The Breast And Lactation
The human mammary gland is
derived from ectoderm. It is first visible in the 4-week embryo as a bud or
nodule of epithelial tissue appearing along a line known as the milk crest. In
the more developed embryo, this crest extends from the midaxilla to the
inguinal region and may be the site of supernumerary breasts or nipples in the
adult. The rudimentary epithelial nodule first becomes buried in embryonic mesenchyme,
where it undergoes further differentiation, apparently under the influence of
paracrine signals from the mesenchyme. Secondary epithelial buds form cellular
cords that elongate, bifurcate and cavitate. These cords become the excretory
and lactiferous ducts of the mammary gland.
The human mammary gland is a
compound tuboalveolar structure composed of 15–25 irregular lobes radiating out
from the nipple (Fig. 23.1). Individual lobes are embedded in adipose tissue
and separated by dense layers of connective tissue. Each lobe is further
subdivided into lobules, connected to the nipple by lactiferous ducts. The
lactiferous ducts are lined by a stratified squamous epithelium. Loose connective
tissue (stroma) surrounds the lactiferous ducts and permits their ready
distension during lactation.
At birth, the breast is
rudimentary and consists almost entirely of primitive lactiferous ducts.
Although it may secrete a few drops of milk, called “witch’s milk,” this
secretory function is short-lived and the breast quickly becomes quiescent
until puberty. At puberty, ovarian estrogens stimulate the lactiferous duct
system to grow. After menarche, exposure
to cyclic progesterone induces further ductal growth and development of
rudimentary lobules at the ends of the ducts. The breasts continue to grow for
several years after menarche as the lactiferous ducts progressively subdivide,
elongate and hollow out, and adipose tissue accumulates. However, complete
lobular development and maturation will not occur in the absence of pregnancy.
At the beginning of pregnancy
there is rapid growth and branching of the terminal portions of the rudimentary
lobules under the influence of chorionic gondotropin. Vascularity increases
dramatically. The pregnant woman often perceives these two changes as a
“tingling” or ”tension” in her breasts. This sensation begins shortly after
conception and may last throughout the first trimester. At about 8 menstrual
weeks of pregnancy, sustained progesterone exposures initiates complete
alveolar differentiation. True glandular acini appear as hollow alveoli lined
with a single layer of myoepithelial cells. The highly branched myoepithelial
cells form a loose network surrounding the alveoli. The alveoli connect to the
larger lactiferous ducts through intralobular ducts. Alveolar secretion begins
in the second trimester of pregnancy.

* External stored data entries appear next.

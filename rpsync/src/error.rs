//! Error types for the sync job
//!
//! Every stage returns [`SyncError`]. Nothing inside the pipeline retries or
//! recovers; the first error ends the run.

use thiserror::Error;

/// A batch insert that was rolled back
///
/// No row of the batch is left behind when this is returned.
#[derive(Debug, Error)]
#[error("Error inserting {rows} rows into the database (rolled back): {source}")]
pub struct StorageWriteError {
    /// Size of the rejected batch
    pub rows: usize,
    #[source]
    pub source: sqlx::Error,
}

impl StorageWriteError {
    pub fn new(rows: usize, source: sqlx::Error) -> Self {
        Self { rows, source }
    }
}

/// Sync pipeline errors
#[derive(Debug, Error)]
pub enum SyncError {
    /// A required Spotify secret is missing or blank
    #[error("Secret error: {0}")]
    Secret(String),

    /// Token endpoint answered with something other than 200
    #[error("Failed to refresh access token: HTTP {status}: {body}")]
    AuthRefresh { status: u16, body: String },

    /// History endpoint answered with something other than 200
    #[error("Failed to fetch recently played tracks: HTTP {status}: {body}")]
    Fetch { status: u16, body: String },

    /// Transport-level HTTP failure
    #[error("Network error: {0}")]
    Network(#[from] reqwest::Error),

    /// Malformed response body, record or timestamp
    #[error("Parse error: {0}")]
    Parse(String),

    /// Batch insert failed and was rolled back
    #[error("Load error: {0}")]
    Load(#[from] StorageWriteError),

    /// Storage open, schema or read failure
    #[error("Storage error: {0}")]
    Storage(#[from] rpsync_common::Error),
}

impl From<sqlx::Error> for SyncError {
    fn from(e: sqlx::Error) -> Self {
        SyncError::Storage(rpsync_common::Error::Database(e))
    }
}

/// Result type for sync operations
pub type SyncResult<T> = Result<T, SyncError>;
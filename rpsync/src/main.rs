//! rpsync - recently-played sync job
//!
//! Running the binary performs exactly one sync pass: read the watermark,
//! refresh the access token, fetch new plays, store them. Scheduling and
//! retries belong to whatever invokes it.

use anyhow::{Context, Result};
use clap::Parser;
use rpsync_common::config::{database_path, load_toml_config, resolve_root_folder, ROOT_FOLDER_ENV};
use std::path::PathBuf;
use tracing::info;
use tracing_subscriber::{layer::SubscriberExt, util::SubscriberInitExt};

/// Command-line arguments for rpsync (all optional)
#[derive(Parser, Debug)]
#[command(name = "rpsync")]
#[command(about = "Sync Spotify recently-played tracks into a local SQLite database")]
#[command(version)]
struct Args {
    /// TOML config file
    #[arg(short, long, env = "RPSYNC_CONFIG")]
    config: Option<PathBuf>,

    /// Folder holding the database (overrides RPSYNC_ROOT_FOLDER and the config file)
    #[arg(short, long)]
    root_folder: Option<PathBuf>,
}

#[tokio::main(flavor = "current_thread")]
async fn main() -> Result<()> {
    // A missing .env file is fine
    let dotenv_path = dotenvy::dotenv().ok();

    let args = Args::parse();

    let toml_config =
        load_toml_config(args.config.as_deref()).context("Failed to load configuration")?;

    // Initialize tracing
    tracing_subscriber::registry()
        .with(
            tracing_subscriber::EnvFilter::try_from_default_env()
                .unwrap_or_else(|_| toml_config.logging.level.clone().into()),
        )
        .with(tracing_subscriber::fmt::layer())
        .init();

    info!("Starting rpsync {}", env!("CARGO_PKG_VERSION"));
    if let Some(path) = dotenv_path {
        info!("Loaded environment from {}", path.display());
    }

    let root_folder = resolve_root_folder(args.root_folder.as_deref(), ROOT_FOLDER_ENV, &toml_config);
    let db_path = database_path(&root_folder, &toml_config);
    info!("Database: {}", db_path.display());

    let report = rpsync::sync_once(&toml_config, &db_path)
        .await
        .context("Sync run failed")?;

    info!(
        "Done: {} fetched, {} inserted (after {})",
        report.fetched, report.inserted, report.watermark_ms
    );

    Ok(())
}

By the third trimester, an immunoglobulin-rich
secretion is seen distending the alveoli.
While the role of ovarian
steroids in breast development is clearly clinically established (prepubertal
gonadal failure is associated with absence of breast development), animal
models suggest that other hormones may also be involved in human breast
development. Insulin exposure causes multiplication of epithelial cells and
formation of lobuloalveolar architecture. Complete
cytologic and functional differentiation of the epithelial cells lining the
alveoli requires exposure to cortisol, insulin and prolactin. Receptors for
growth factors such as insulin-like growth factor 1 (IGF-1) and epidermal
growth factor (EGF) have been demonstrated on human mammary cells, suggesting
an important role for their ligands in breast development and function.
Milk formation
Milk has more than 100
constituents. It is basically an emulsion of fat in a liquid phase that is
isotonic with plasma. Mature human milk contains 3–5% fat, 1% protein, 7%
lactose and 0.2% minerals, and delivers 60–75 kcal/dL. The principal class of
human milk lipids is triglycerides. The main proteins in human milk are casein,
α-lactalbumin, lactoferrin, immunoglobulin A, lysozyme and albumin. Casein and
α-lactalbumin are specific milk proteins; α-lactalbumin is part of the enzyme
complex lactose synthetase. Lactose is the primary sugar in human milk. Free
amino acids, urea, creatinine and creatine are also present. Minerals include
sodium, potassium, calcium, mag- nesium, phosphorus and chloride. As the
composition of human breast milk continues to be studied, several peptide
hormones, including EGF, transforming growth factor α (TGF-α), somatostatin and
IGF-1 and IGF-2 have also been identified. The first milk secreted after
delivery is called colostrum. It contains a higher protein content (largely
immunoglobulins) and lower sugar content than subsequent secretions.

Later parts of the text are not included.